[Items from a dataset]
▬▬▬
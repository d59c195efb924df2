//! In-memory `AssessmentStore` used by unit tests.

use std::collections::{HashMap, HashSet};
use std::sync::Mutex;

use async_trait::async_trait;
use chrono::{DateTime, Utc};
use uuid::Uuid;

use crate::errors::AppError;
use crate::models::assessment::{AssessmentRow, STATUS_COMPLETED, STATUS_IN_PROGRESS};
use crate::models::question::{NewBankQuestion, QuestionRow};
use crate::models::skill::{ImportanceLevel, RoleRow, RoleSkill};
use crate::store::AssessmentStore;

/// One `user_question_history` row.
#[derive(Debug, Clone)]
pub struct QuestionHistoryRow {
    pub user_id: Uuid,
    pub question_id: Uuid,
    pub assessment_id: Uuid,
    pub seen_at: DateTime<Utc>,
}

#[derive(Default)]
struct Inner {
    roles: HashMap<Uuid, RoleRow>,
    role_skills: HashMap<Uuid, Vec<RoleSkill>>,
    questions: Vec<QuestionRow>,
    history: Vec<QuestionHistoryRow>,
    assessments: HashMap<Uuid, AssessmentRow>,
    /// Skill ids whose inserts fail, to exercise persistence error paths.
    failing_inserts: HashSet<Uuid>,
}

#[derive(Default)]
pub struct MemoryStore {
    inner: Mutex<Inner>,
}

impl MemoryStore {
    pub fn new() -> Self {
        Self::default()
    }

    pub fn add_role(&self, title: &str, required_proficiency: Option<f64>) -> Uuid {
        let id = Uuid::new_v4();
        self.inner.lock().unwrap().roles.insert(
            id,
            RoleRow {
                id,
                title: title.to_string(),
                occupation_code: "15-1252.00".to_string(),
                description: Some(format!("{title} building production systems")),
                required_proficiency,
                created_at: Utc::now(),
            },
        );
        id
    }

    pub fn add_skill(
        &self,
        role_id: Uuid,
        name: &str,
        importance: ImportanceLevel,
        weight: f64,
    ) -> RoleSkill {
        let skill = RoleSkill {
            skill_id: Uuid::new_v4(),
            name: name.to_string(),
            category: "Technical".to_string(),
            importance,
            weight,
            proficiency_threshold: None,
        };
        self.inner
            .lock()
            .unwrap()
            .role_skills
            .entry(role_id)
            .or_default()
            .push(skill.clone());
        skill
    }

    /// Seeds `count` bank questions for a skill and returns their ids.
    pub fn add_questions(&self, skill_id: Uuid, count: usize) -> Vec<Uuid> {
        let mut inner = self.inner.lock().unwrap();
        (0..count)
            .map(|i| {
                let id = Uuid::new_v4();
                inner.questions.push(QuestionRow {
                    id,
                    skill_id,
                    stem: format!("Seeded question {i}?"),
                    choices: serde_json::json!({"A": "one", "B": "two", "C": "three", "D": "four"}),
                    answer_key: "A".to_string(),
                    difficulty: "intermediate".to_string(),
                    explanation: None,
                    is_bank_question: true,
                    times_used: 0,
                    created_at: Utc::now(),
                });
                id
            })
            .collect()
    }

    pub fn add_history(&self, user_id: Uuid, question_id: Uuid, seen_at: DateTime<Utc>) {
        self.inner.lock().unwrap().history.push(QuestionHistoryRow {
            user_id,
            question_id,
            assessment_id: Uuid::new_v4(),
            seen_at,
        });
    }

    pub fn fail_inserts_for(&self, skill_id: Uuid) {
        self.inner.lock().unwrap().failing_inserts.insert(skill_id);
    }

    pub fn history(&self) -> Vec<QuestionHistoryRow> {
        self.inner.lock().unwrap().history.clone()
    }

    pub fn questions_for(&self, skill_id: Uuid) -> Vec<QuestionRow> {
        self.inner
            .lock()
            .unwrap()
            .questions
            .iter()
            .filter(|q| q.skill_id == skill_id)
            .cloned()
            .collect()
    }

    pub fn times_used(&self, question_id: Uuid) -> i32 {
        self.inner
            .lock()
            .unwrap()
            .questions
            .iter()
            .find(|q| q.id == question_id)
            .map(|q| q.times_used)
            .unwrap_or(0)
    }
}

#[async_trait]
impl AssessmentStore for MemoryStore {
    async fn role(&self, role_id: Uuid) -> Result<Option<RoleRow>, AppError> {
        Ok(self.inner.lock().unwrap().roles.get(&role_id).cloned())
    }

    async fn role_skills(&self, role_id: Uuid) -> Result<Vec<RoleSkill>, AppError> {
        Ok(self
            .inner
            .lock()
            .unwrap()
            .role_skills
            .get(&role_id)
            .cloned()
            .unwrap_or_default())
    }

    async fn bank_questions(&self, skill_id: Uuid) -> Result<Vec<QuestionRow>, AppError> {
        Ok(self
            .questions_for(skill_id)
            .into_iter()
            .filter(|q| q.is_bank_question)
            .collect())
    }

    async fn count_bank_questions(&self, skill_id: Uuid) -> Result<i64, AppError> {
        Ok(self.bank_questions(skill_id).await?.len() as i64)
    }

    async fn questions_by_ids(&self, question_ids: &[Uuid]) -> Result<Vec<QuestionRow>, AppError> {
        Ok(self
            .inner
            .lock()
            .unwrap()
            .questions
            .iter()
            .filter(|q| question_ids.contains(&q.id))
            .cloned()
            .collect())
    }

    async fn seen_question_ids(
        &self,
        user_id: Uuid,
        since: DateTime<Utc>,
    ) -> Result<HashSet<Uuid>, AppError> {
        Ok(self
            .inner
            .lock()
            .unwrap()
            .history
            .iter()
            .filter(|h| h.user_id == user_id && h.seen_at >= since)
            .map(|h| h.question_id)
            .collect())
    }

    async fn insert_bank_question(&self, question: &NewBankQuestion) -> Result<Uuid, AppError> {
        let mut inner = self.inner.lock().unwrap();
        if inner.failing_inserts.contains(&question.skill_id) {
            return Err(AppError::Internal(anyhow::anyhow!("insert rejected")));
        }
        let id = Uuid::new_v4();
        inner.questions.push(QuestionRow {
            id,
            skill_id: question.skill_id,
            stem: question.stem.clone(),
            choices: serde_json::to_value(&question.choices).unwrap(),
            answer_key: question.answer_key.clone(),
            difficulty: question.difficulty.as_str().to_string(),
            explanation: question.explanation.clone(),
            is_bank_question: true,
            times_used: 0,
            created_at: Utc::now(),
        });
        Ok(id)
    }

    async fn record_question_history(
        &self,
        user_id: Uuid,
        assessment_id: Uuid,
        question_ids: &[Uuid],
        seen_at: DateTime<Utc>,
    ) -> Result<(), AppError> {
        let mut inner = self.inner.lock().unwrap();
        for &question_id in question_ids {
            inner.history.push(QuestionHistoryRow {
                user_id,
                question_id,
                assessment_id,
                seen_at,
            });
            if let Some(q) = inner.questions.iter_mut().find(|q| q.id == question_id) {
                q.times_used += 1;
            }
        }
        Ok(())
    }

    async fn create_assessment(
        &self,
        user_id: Uuid,
        role_id: Uuid,
    ) -> Result<AssessmentRow, AppError> {
        let row = AssessmentRow {
            id: Uuid::new_v4(),
            user_id,
            role_id,
            status: STATUS_IN_PROGRESS.to_string(),
            overall_proficiency: None,
            readiness: None,
            started_at: Utc::now(),
            completed_at: None,
        };
        self.inner
            .lock()
            .unwrap()
            .assessments
            .insert(row.id, row.clone());
        Ok(row)
    }

    async fn assessment(&self, assessment_id: Uuid) -> Result<Option<AssessmentRow>, AppError> {
        Ok(self
            .inner
            .lock()
            .unwrap()
            .assessments
            .get(&assessment_id)
            .cloned())
    }

    async fn complete_assessment(
        &self,
        assessment_id: Uuid,
        overall_proficiency: f64,
        readiness: &str,
    ) -> Result<bool, AppError> {
        let mut inner = self.inner.lock().unwrap();
        match inner.assessments.get_mut(&assessment_id) {
            Some(row) if row.status == STATUS_IN_PROGRESS => {
                row.status = STATUS_COMPLETED.to_string();
                row.overall_proficiency = Some(overall_proficiency);
                row.readiness = Some(readiness.to_string());
                row.completed_at = Some(Utc::now());
                Ok(true)
            }
            _ => Ok(false),
        }
    }
}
▬▬▬
§ **TASK BRIEF**: Figure out how many lines in the entries above contain "readiness". Write only that number.

§ **TASK RESPONSE**: 3